Annika Hedberg, analist bij de Europese denktank European Policy Centre, zegt dat ‘doelen als deze helpen om het probleem beter te meten en vooruitgang te boeken bij het bereiken ervan’. Ze denkt dat deze doelstelling zal helpen ‘de transparantie te vergroten en mensen beter voor te lichten over de impact van consumptie’.
Grootvervuilers
Binnen de landsgrenzen maakt de Zweedse industriële sector al zo veel als mogelijk gebruik van schone energiebronnen om batterijfabrieken op te zetten en duurzaam staal, gemaakt met groene waterstof, te ontwikkelen.
Maar gedrags- en technische veranderingen in het land zijn niet genoeg als grote uitstoters elders op de wereld hun beloften binnen het Parijsakkoord niet nakomen.

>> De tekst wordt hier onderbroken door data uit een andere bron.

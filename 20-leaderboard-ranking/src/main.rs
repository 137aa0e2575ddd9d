use std::sync::Arc;

use anyhow::{Context, Result};
use clap::Parser;
use tokio::{net::TcpListener, sync::oneshot};
use tracing::{info, warn};

use leaderboard_ranking::{
    config::{Cli, ServerType},
    dispatcher, http,
    loader::{JsonLinesSource, SourceOfRecord, StaticSource},
    store::MemoryStore,
};

fn init_tracing(server_type: ServerType) {
    use tracing_subscriber::{EnvFilter, fmt};

    let filter = EnvFilter::try_from_default_env().unwrap_or_else(|_| EnvFilter::new("info"));
    let _ = match server_type {
        ServerType::Production => fmt().json().with_env_filter(filter).try_init(),
        ServerType::Development => fmt().with_env_filter(filter).with_target(false).try_init(),
    };
}

#[tokio::main]
async fn main() -> Result<()> {
    let cli = Cli::parse();
    init_tracing(cli.server_type);
    info!(server_type = ?cli.server_type, "starting ranking server");

    let source: Arc<dyn SourceOfRecord> = match &cli.source {
        Some(path) => Arc::new(JsonLinesSource::new(path)),
        None => {
            warn!("no source of record configured; event rankings start empty");
            Arc::new(StaticSource::empty())
        }
    };

    let (handle, dispatcher_task) =
        dispatcher::spawn(Arc::new(MemoryStore::new()), source, cli.engine_config());

    let report = handle
        .rebuild()
        .await
        .context("loading rankings from the system of record")?;
    info!(?report, "rankings ready");

    let listener = TcpListener::bind(cli.listen)
        .await
        .with_context(|| format!("binding {}", cli.listen))?;
    info!("ranking server listening on {}", listener.local_addr()?);

    // Stop serving as soon as the dispatcher stops, e.g. after a failed re-load.
    let (stopped_tx, stopped_rx) = oneshot::channel::<()>();
    let supervisor = tokio::spawn(async move {
        let outcome = dispatcher_task.await;
        let _ = stopped_tx.send(());
        outcome
    });

    let app = http::router(handle.clone());
    axum::serve(listener, app)
        .with_graceful_shutdown(async move {
            tokio::select! {
                signal = tokio::signal::ctrl_c() => {
                    if let Err(err) = signal {
                        warn!(error = ?err, "failed to install ctrl-c handler");
                    }
                }
                _ = stopped_rx => warn!("ranking dispatcher stopped; shutting down http server"),
            }
        })
        .await
        .context("http server")?;

    let _ = handle.shutdown();
    supervisor
        .await
        .context("dispatcher supervisor panicked")?
        .context("ranking dispatcher panicked")?
        .context("ranking dispatcher stopped with an error")?;
    Ok(())
}
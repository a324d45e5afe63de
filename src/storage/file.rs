//! File-backed key-value store: one JSON file per key.

use std::{fs, io, path::PathBuf};

use super::{KeyValueStore, Result, validate_key};

/// Stores each key as `<root>/<key>.json`.
#[derive(Debug)]
pub struct FileStore {
    root: PathBuf,
}

impl FileStore {
    /// Creates a new file store rooted at the given directory.
    ///
    /// The directory is created if it doesn't exist.
    pub fn new(root: impl Into<PathBuf>) -> Result<Self> {
        let root = root.into();
        fs::create_dir_all(&root)?;
        Ok(Self { root })
    }

    fn path(&self, key: &str) -> Result<PathBuf> {
        validate_key(key)?;
        Ok(self.root.join(format!("{key}.json")))
    }
}

impl KeyValueStore for FileStore {
    fn get(&self, key: &str) -> Result<Option<String>> {
        match fs::read_to_string(self.path(key)?) {
            Ok(s) => Ok(Some(s)),
            Err(e) if e.kind() == io::ErrorKind::NotFound => Ok(None),
            Err(e) => Err(e.into()),
        }
    }

    /// Writes through a temporary sibling and renames it into place, so a
    /// crash mid-write leaves the previous value intact.
    fn put(&mut self, key: &str, value: &str) -> Result<()> {
        let path = self.path(key)?;
        let tmp = path.with_extension("json.tmp");
        fs::write(&tmp, value)?;
        fs::rename(&tmp, &path)?;
        Ok(())
    }
}
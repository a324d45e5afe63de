//! CLI interface for liftlog.
//!
//! Each subcommand is one user action against the workout store:
//! arguments in, a line or two of output out. Ids can be given as an
//! unambiguous prefix; exercises can also be given by name.
//!
//! - `liftlog workout start|show|add|add-set|set|remove-set|finish|cancel`
//! - `liftlog exercise list|add|delete`
//! - `liftlog history`
//! - `liftlog analytics split|progress`

mod format;
mod resolve;

use std::path::PathBuf;

use clap::{Parser, Subcommand, ValueEnum};

use crate::analytics;
use crate::config::Backend;
use crate::model::{BodyPart, SetField};
use crate::storage::KeyValueStore;
use crate::store::{self, Outcome, StoreError, WorkoutStore};

use format::{
    bar, format_body_parts, format_date, format_duration, format_elapsed, format_weight,
};
use resolve::short;

/// liftlog — log your lifts.
#[derive(Debug, Parser)]
#[command(name = "liftlog", version, after_long_help = WORKFLOW_HELP)]
pub struct Cli {
    /// More log output: -v info, -vv debug, -vvv trace.
    #[arg(short, long, action = clap::ArgAction::Count, global = true)]
    pub verbose: u8,

    /// Data directory (overrides `data-dir` in the config file).
    #[arg(long, global = true)]
    pub data_dir: Option<PathBuf>,

    /// Storage backend (overrides `backend` in the config file).
    #[arg(long, value_enum, global = true)]
    pub backend: Option<BackendArg>,

    #[command(subcommand)]
    pub command: Command,
}

const WORKFLOW_HELP: &str = r"Workflow: logging a session
  1. liftlog workout start
  2. liftlog workout add squat
     → prints the exercise log ID (e.g. 3f2a9c1d)
  3. liftlog workout set 3f2 <set> --weight 100 --reps 5 --done
  4. liftlog workout add-set 3f2
  5. liftlog workout finish

Review:
  liftlog history --limit 3
  liftlog analytics split
  liftlog analytics progress squat";

#[derive(Debug, Subcommand)]
pub enum Command {
    /// Run the workout in progress.
    Workout {
        #[command(subcommand)]
        command: WorkoutCommand,
    },

    /// Manage the exercise catalog.
    Exercise {
        #[command(subcommand)]
        command: ExerciseCommand,
    },

    /// List finished workouts, most recent first.
    History {
        /// Show at most this many workouts.
        #[arg(long)]
        limit: Option<usize>,
    },

    /// Aggregates over finished workouts.
    Analytics {
        #[command(subcommand)]
        command: AnalyticsCommand,
    },
}

#[derive(Debug, Subcommand)]
pub enum WorkoutCommand {
    /// Start a new workout.
    ///
    /// An unfinished workout already in progress is discarded.
    Start {
        /// Routine to follow. Accepted but not used yet.
        #[arg(long)]
        routine: Option<String>,
    },

    /// Show the workout in progress.
    Show,

    /// Add an exercise to the workout. Prints the exercise log ID.
    Add {
        /// Exercise ID, ID prefix, or name.
        exercise: String,
    },

    /// Add a set to an exercise log, copying the previous set's weight and reps.
    AddSet {
        /// Exercise log ID or prefix.
        log: String,
    },

    /// Edit a set.
    Set {
        /// Exercise log ID or prefix.
        log: String,

        /// Set ID or prefix.
        set: String,

        #[arg(long, value_parser = parse_weight)]
        weight: Option<f64>,

        #[arg(long)]
        reps: Option<u32>,

        /// Mark the set completed.
        #[arg(long, conflicts_with = "undone")]
        done: bool,

        /// Mark the set not completed.
        #[arg(long)]
        undone: bool,
    },

    /// Remove a set from an exercise log.
    RemoveSet {
        /// Exercise log ID or prefix.
        log: String,

        /// Set ID or prefix.
        set: String,
    },

    /// Finish the workout and move it to history.
    Finish,

    /// Discard the workout.
    Cancel,
}

#[derive(Debug, Subcommand)]
pub enum ExerciseCommand {
    /// List the catalog.
    List,

    /// Add an exercise. Prints its ID.
    Add {
        /// Display name.
        name: String,

        /// Body part worked. Repeat for several.
        #[arg(long = "part", value_enum, required = true)]
        parts: Vec<BodyPartArg>,
    },

    /// Delete an exercise. Past workouts keep their entries.
    Delete {
        /// Exercise ID, ID prefix, or name.
        exercise: String,
    },
}

#[derive(Debug, Subcommand)]
pub enum AnalyticsCommand {
    /// Completed sets per body part.
    Split,

    /// Heaviest completed set per workout for one exercise.
    Progress {
        /// Exercise ID, ID prefix, or name.
        exercise: String,
    },
}

/// CLI-facing backend, mapped to the config `Backend`.
#[derive(Debug, Clone, Copy, ValueEnum)]
pub enum BackendArg {
    /// One JSON file per key.
    Json,
    /// A single SQLite database.
    Sqlite,
}

impl BackendArg {
    pub fn to_domain(self) -> Backend {
        match self {
            Self::Json => Backend::Json,
            Self::Sqlite => Backend::Sqlite,
        }
    }
}

/// CLI-facing body part, mapped to the domain `BodyPart`.
#[derive(Debug, Clone, Copy, ValueEnum)]
pub enum BodyPartArg {
    Chest,
    Back,
    Legs,
    Shoulders,
    Arms,
    Core,
}

impl BodyPartArg {
    fn to_domain(self) -> BodyPart {
        match self {
            Self::Chest => BodyPart::Chest,
            Self::Back => BodyPart::Back,
            Self::Legs => BodyPart::Legs,
            Self::Shoulders => BodyPart::Shoulders,
            Self::Arms => BodyPart::Arms,
            Self::Core => BodyPart::Core,
        }
    }
}

/// Parses `--weight`, refusing values that cannot be stored.
fn parse_weight(raw: &str) -> Result<f64, String> {
    let weight: f64 = raw.parse().map_err(|e| format!("{e}"))?;
    if weight.is_finite() {
        Ok(weight)
    } else {
        Err(format!("'{raw}' is not a finite number"))
    }
}

/// Run one command against the store, returning an error message on failure.
pub fn run<S: KeyValueStore>(command: Command, store: &mut WorkoutStore<S>) -> Result<(), String> {
    match command {
        Command::Workout { command } => match command {
            WorkoutCommand::Start { routine } => cmd_start(store, routine.as_deref()),
            WorkoutCommand::Show => cmd_show(store),
            WorkoutCommand::Add { exercise } => cmd_add(store, &exercise),
            WorkoutCommand::AddSet { log } => cmd_add_set(store, &log),
            WorkoutCommand::Set {
                log,
                set,
                weight,
                reps,
                done,
                undone,
            } => {
                let mut fields = Vec::new();
                fields.extend(weight.map(SetField::Weight));
                fields.extend(reps.map(SetField::Reps));
                if done || undone {
                    fields.push(SetField::Completed(done));
                }
                cmd_set(store, &log, &set, &fields)
            }
            WorkoutCommand::RemoveSet { log, set } => cmd_remove_set(store, &log, &set),
            WorkoutCommand::Finish => cmd_finish(store),
            WorkoutCommand::Cancel => {
                applied(store.cancel_workout())?;
                eprintln!("Workout discarded");
                Ok(())
            }
        },
        Command::Exercise { command } => match command {
            ExerciseCommand::List => {
                cmd_exercise_list(store);
                Ok(())
            }
            ExerciseCommand::Add { name, parts } => cmd_exercise_add(store, &name, &parts),
            ExerciseCommand::Delete { exercise } => cmd_exercise_delete(store, &exercise),
        },
        Command::History { limit } => {
            cmd_history(store, limit);
            Ok(())
        }
        Command::Analytics { command } => {
            match command {
                AnalyticsCommand::Split => cmd_split(store),
                AnalyticsCommand::Progress { exercise } => cmd_progress(store, &exercise),
            }
            Ok(())
        }
    }
}

/// Turn a mutation result into a CLI result.
///
/// Ignored commands are errors here: the user asked for something that did
/// not happen. A failed write is only a warning, since the change is live in
/// memory and `main` retries the write before exiting.
fn applied(result: store::Result<Outcome>) -> Result<(), String> {
    match result {
        Ok(Outcome::Applied) => Ok(()),
        Ok(Outcome::Ignored(reason)) => Err(format!("nothing to do: {reason}")),
        Err(e) => tolerate_unsaved(e),
    }
}

fn tolerate_unsaved(e: StoreError) -> Result<(), String> {
    match e {
        StoreError::PersistenceFailed(_) => {
            eprintln!("Warning: {e}");
            Ok(())
        }
        StoreError::InvalidArgument(_) => Err(e.to_string()),
    }
}

fn require_active<S: KeyValueStore>(
    store: &WorkoutStore<S>,
) -> Result<&crate::model::Workout, String> {
    store
        .active_workout()
        .ok_or_else(|| "no workout in progress — start one with `liftlog workout start`".to_string())
}

fn cmd_start<S: KeyValueStore>(
    store: &mut WorkoutStore<S>,
    routine: Option<&str>,
) -> Result<(), String> {
    if let Some(previous) = store.active_workout() {
        eprintln!(
            "Discarding unfinished workout started {}",
            format_date(previous.start_time)
        );
    }
    applied(store.start_workout(routine))?;
    let workout = require_active(store)?;
    println!("{}", workout.id);
    Ok(())
}

fn cmd_show<S: KeyValueStore>(store: &WorkoutStore<S>) -> Result<(), String> {
    let workout = require_active(store)?;
    println!(
        "Workout {}  started {}  ({})",
        short(&workout.id.to_string()),
        format_date(workout.start_time),
        format_elapsed(workout.elapsed(store.now()))
    );
    if workout.exercises.is_empty() {
        println!("  No exercises yet");
    }
    for log in &workout.exercises {
        println!(
            "\n  {}  {}",
            short(&log.id.to_string()),
            store.exercise_name(&log.exercise_id)
        );
        if log.sets.is_empty() {
            println!("      (no sets)");
        }
        for (i, set) in log.sets.iter().enumerate() {
            let mark = if set.completed { "x" } else { " " };
            println!(
                "    {:>2}. {}  {} x {}  [{mark}]",
                i + 1,
                short(&set.id.to_string()),
                format_weight(set.weight),
                set.reps
            );
        }
    }
    Ok(())
}

fn cmd_add<S: KeyValueStore>(store: &mut WorkoutStore<S>, reference: &str) -> Result<(), String> {
    require_active(store)?;
    let exercise = resolve::exercise(store.exercises(), reference)?;
    let (id, name) = (exercise.id.clone(), exercise.name.clone());

    applied(store.add_exercise_to_workout(&id))?;

    let log = require_active(store)?
        .exercises
        .last()
        .ok_or("exercise log missing after add")?;
    println!("{}", log.id);
    eprintln!("Added {name}");
    Ok(())
}

fn cmd_add_set<S: KeyValueStore>(store: &mut WorkoutStore<S>, log_ref: &str) -> Result<(), String> {
    let log_id = resolve::log(require_active(store)?, log_ref)?.id;

    applied(store.add_set(log_id))?;

    let set = require_active(store)?
        .log(log_id)
        .and_then(|log| log.sets.last())
        .ok_or("set missing after add")?;
    println!("{}", set.id);
    Ok(())
}

fn cmd_set<S: KeyValueStore>(
    store: &mut WorkoutStore<S>,
    log_ref: &str,
    set_ref: &str,
    fields: &[SetField],
) -> Result<(), String> {
    if fields.is_empty() {
        return Err("nothing to change: pass --weight, --reps, --done, or --undone".to_string());
    }
    let log = resolve::log(require_active(store)?, log_ref)?;
    let (log_id, set_id) = (log.id, resolve::set(log, set_ref)?);

    for &field in fields {
        applied(store.update_set(log_id, set_id, field))?;
    }
    Ok(())
}

fn cmd_remove_set<S: KeyValueStore>(
    store: &mut WorkoutStore<S>,
    log_ref: &str,
    set_ref: &str,
) -> Result<(), String> {
    let log = resolve::log(require_active(store)?, log_ref)?;
    let (log_id, set_id) = (log.id, resolve::set(log, set_ref)?);

    applied(store.remove_set(log_id, set_id))?;
    eprintln!("Set removed");
    Ok(())
}

fn cmd_finish<S: KeyValueStore>(store: &mut WorkoutStore<S>) -> Result<(), String> {
    applied(store.finish_workout())?;

    let workout = store.history().first().ok_or("history empty after finish")?;
    let summary = analytics::summarize(store.state(), workout);
    eprintln!(
        "Workout finished: {} exercise(s), {} completed set(s)",
        summary.entries.len(),
        summary.total_completed_sets()
    );
    Ok(())
}

fn cmd_exercise_list<S: KeyValueStore>(store: &WorkoutStore<S>) {
    if store.exercises().is_empty() {
        println!("No exercises");
        return;
    }
    for e in store.exercises() {
        println!(
            "{:<8}  {:<20}  {}",
            short(e.id.as_str()),
            e.name,
            format_body_parts(&e.body_parts)
        );
    }
}

fn cmd_exercise_add<S: KeyValueStore>(
    store: &mut WorkoutStore<S>,
    name: &str,
    parts: &[BodyPartArg],
) -> Result<(), String> {
    if let Err(e) = store.add_exercise(name, parts.iter().map(|p| p.to_domain())) {
        tolerate_unsaved(e)?;
    }
    let added = store.exercises().last().ok_or("catalog empty after add")?;
    println!("{}", added.id);
    Ok(())
}

fn cmd_exercise_delete<S: KeyValueStore>(
    store: &mut WorkoutStore<S>,
    reference: &str,
) -> Result<(), String> {
    let exercise = resolve::exercise(store.exercises(), reference)?;
    let (id, name) = (exercise.id.clone(), exercise.name.clone());

    applied(store.delete_exercise(&id))?;
    eprintln!("Deleted {name}");
    Ok(())
}

fn cmd_history<S: KeyValueStore>(store: &WorkoutStore<S>, limit: Option<usize>) {
    let workouts = match limit {
        Some(n) => store.recent_workouts(n),
        None => store.history(),
    };
    if workouts.is_empty() {
        println!("No workouts yet");
        return;
    }

    for workout in workouts {
        let summary = analytics::summarize(store.state(), workout);
        let duration = summary
            .duration
            .map(format_duration)
            .unwrap_or_default();
        println!(
            "{}  {}  {duration}",
            short(&summary.id.to_string()),
            format_date(summary.started_at)
        );
        for entry in &summary.entries {
            println!("    {} ({} sets)", entry.name, entry.completed_sets);
        }
    }
}

fn cmd_split<S: KeyValueStore>(store: &WorkoutStore<S>) {
    let split = analytics::training_split(store.state());
    let Some(&max) = split.values().max() else {
        println!("No data yet");
        return;
    };
    for (part, count) in &split {
        println!(
            "{:<10} {count:>4}  {}",
            part.as_str(),
            bar(*count as f64, max as f64, 30)
        );
    }
}

fn cmd_progress<S: KeyValueStore>(store: &WorkoutStore<S>, reference: &str) {
    let id = resolve::exercise_id(store.exercises(), reference);
    let series = analytics::progress_series(store.state(), &id);
    println!("{}", store.exercise_name(&id));

    let max = series.iter().map(|p| p.max_weight).fold(0.0, f64::max);
    if series.is_empty() {
        println!("  No completed sets yet");
    }
    for point in &series {
        println!(
            "  {}  {:>7}  {}",
            format_date(point.date),
            format_weight(point.max_weight),
            bar(point.max_weight, max, 30)
        );
    }
}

Dit is ook de reden waarvoor de EU een koolstofheffing op bepaalde soorten import wil instellen. Zweden steunt deze zogenoemde carbon border adjustment measure ofwel het koolstofgrensaanpassingsmechanisme (CBAM), dat in 2026 volledig van kracht zal worden en de invoer van cement, ijzer en staal, kunstmest, aluminium en elektriciteit betreft.
Annika Hedberg ziet het CBAM, samen met bijvoorbeeld lopende anti-ontbossingsregels, als een indicatie dat de EU haar overzeese emissies serieuzer neemt dan ooit.
Dit moet gepaard gaan met steun aan armere handelspartners om hun exportindustrie schoner te maken, zegt Tim Gore, hoofd klimaat bij het Instituut voor Europees Milieubeleid. ‘Het opschalen van internationale klimaatfinanciering en technologische ondersteuning van handelspartners om de uitstoot te verminderen, zal cruciaal zijn.’